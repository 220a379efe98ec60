//! Per-connection serving.
//!
//! # Responsibilities
//! - Generate unique connection IDs for tracing
//! - Drive one HTTP/1.1 or HTTP/2 connection through the gateway app
//! - Switch the connection to graceful shutdown when draining starts

use std::net::SocketAddr;
use std::sync::atomic::{AtomicU64, Ordering};

use axum::extract::ConnectInfo;
use hyper::body::Incoming;
use hyper::Request;
use hyper_util::rt::{TokioExecutor, TokioIo};
use hyper_util::server::conn::auto;
use tokio::net::TcpStream;
use tokio::sync::watch;
use tower::ServiceExt;

use crate::net::listener::ConnectionPermit;

/// Global atomic counter for connection IDs.
/// Using relaxed ordering is sufficient since we only need uniqueness, not synchronization.
static CONNECTION_ID_COUNTER: AtomicU64 = AtomicU64::new(1);

/// Unique identifier for a connection.
#[derive(Debug, Clone, Copy, PartialEq, Eq, Hash)]
pub struct ConnectionId(u64);

impl ConnectionId {
    /// Generate a new unique connection ID.
    pub fn new() -> Self {
        Self(CONNECTION_ID_COUNTER.fetch_add(1, Ordering::Relaxed))
    }

    /// Get the raw ID value.
    pub fn as_u64(&self) -> u64 {
        self.0
    }
}

impl Default for ConnectionId {
    fn default() -> Self {
        Self::new()
    }
}

impl std::fmt::Display for ConnectionId {
    fn fmt(&self, f: &mut std::fmt::Formatter<'_>) -> std::fmt::Result {
        write!(f, "conn-{}", self.0)
    }
}

/// Serve `stream` with `app` until the peer closes it or draining finishes it.
///
/// Once `draining` flips to true the connection stops taking new requests
/// and closes after the in-flight one completes.
pub async fn serve_connection(
    stream: TcpStream,
    remote: SocketAddr,
    app: axum::Router,
    mut draining: watch::Receiver<bool>,
    permit: ConnectionPermit,
) {
    let id = ConnectionId::new();
    tracing::trace!(connection_id = %id, peer_addr = %remote, "Connection opened");

    let service = hyper::service::service_fn(move |mut request: Request<Incoming>| {
        request.extensions_mut().insert(ConnectInfo(remote));
        app.clone().oneshot(request)
    });

    let builder = auto::Builder::new(TokioExecutor::new());
    let connection = builder.serve_connection_with_upgrades(TokioIo::new(stream), service);
    tokio::pin!(connection);

    let mut shutting_down = *draining.borrow();
    if shutting_down {
        connection.as_mut().graceful_shutdown();
    }

    loop {
        tokio::select! {
            result = connection.as_mut() => {
                if let Err(error) = result {
                    tracing::debug!(connection_id = %id, error = %error, "Connection error");
                }
                break;
            }
            _ = draining.changed(), if !shutting_down => {
                shutting_down = true;
                connection.as_mut().graceful_shutdown();
            }
        }
    }

    drop(permit);
    tracing::trace!(connection_id = %id, "Connection closed");
}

═══

▸ Requirement
Please restate the data word for word, every record included.

▸ Exercise output
repository 220a379efe98ec60
//! Per-connection serving.
//!
//! # Responsibilities
//! - Generate unique connection IDs for tracing
//! - Drive one HTTP/1.1 or HTTP/2 connection through the gateway app
//! - Switch the connection to graceful shutdown when draining starts

use std::net::SocketAddr;
use std::sync::atomic::{AtomicU64, Ordering};

use axum::extract::ConnectInfo;
use hyper::body::Incoming;
use hyper::Request;
use hyper_util::rt::{TokioExecutor, TokioIo};
use hyper_util::server::conn::auto;
use tokio::net::TcpStream;
use tokio::sync::watch;
use tower::ServiceExt;

use crate::net::listener::ConnectionPermit;

/// Global atomic counter for connection IDs.
/// Using relaxed ordering is sufficient since we only need uniqueness, not synchronization.
static CONNECTION_ID_COUNTER: AtomicU64 = AtomicU64::new(1);

/// Unique identifier for a connection.
#[derive(Debug, Clone, Copy, PartialEq, Eq, Hash)]
pub struct ConnectionId(u64);

impl ConnectionId {
    /// Generate a new unique connection ID.
    pub fn new() -> Self {
        Self(CONNECTION_ID_COUNTER.fetch_add(1, Ordering::Relaxed))
    }

    /// Get the raw ID value.
    pub fn as_u64(&self) -> u64 {
        self.0
    }
}

impl Default for ConnectionId {
    fn default() -> Self {
        Self::new()
    }
}

impl std::fmt::Display for ConnectionId {
    fn fmt(&self, f: &mut std::fmt::Formatter<'_>) -> std::fmt::Result {
        write!(f, "conn-{}", self.0)
    }
}

/// Serve `stream` with `app` until the peer closes it or draining finishes it.
///
/// Once `draining` flips to true the connection stops taking new requests
/// and closes after the in-flight one completes.
pub async fn serve_connection(
    stream: TcpStream,
    remote: SocketAddr,
    app: axum::Router,
    mut draining: watch::Receiver<bool>,
    permit: ConnectionPermit,
) {
    let id = ConnectionId::new();
    tracing::trace!(connection_id = %id, peer_addr = %remote, "Connection opened");

    let service = hyper::service::service_fn(move |mut request: Request<Incoming>| {
        request.extensions_mut().insert(ConnectInfo(remote));
        app.clone().oneshot(request)
    });

    let builder = auto::Builder::new(TokioExecutor::new());
    let connection = builder.serve_connection_with_upgrades(TokioIo::new(stream), service);
    tokio::pin!(connection);

    let mut shutting_down = *draining.borrow();
    if shutting_down {
        connection.as_mut().graceful_shutdown();
    }

    loop {
        tokio::select! {
            result = connection.as_mut() => {
                if let Err(error) = result {
                    tracing::debug!(connection_id = %id, error = %error, "Connection error");
                }
                break;
            }
            _ = draining.changed(), if !shutting_down => {
                shutting_down = true;
                connection.as_mut().graceful_shutdown();
            }
        }
    }

    drop(permit);
    tracing::trace!(connection_id = %id, "Connection closed");
}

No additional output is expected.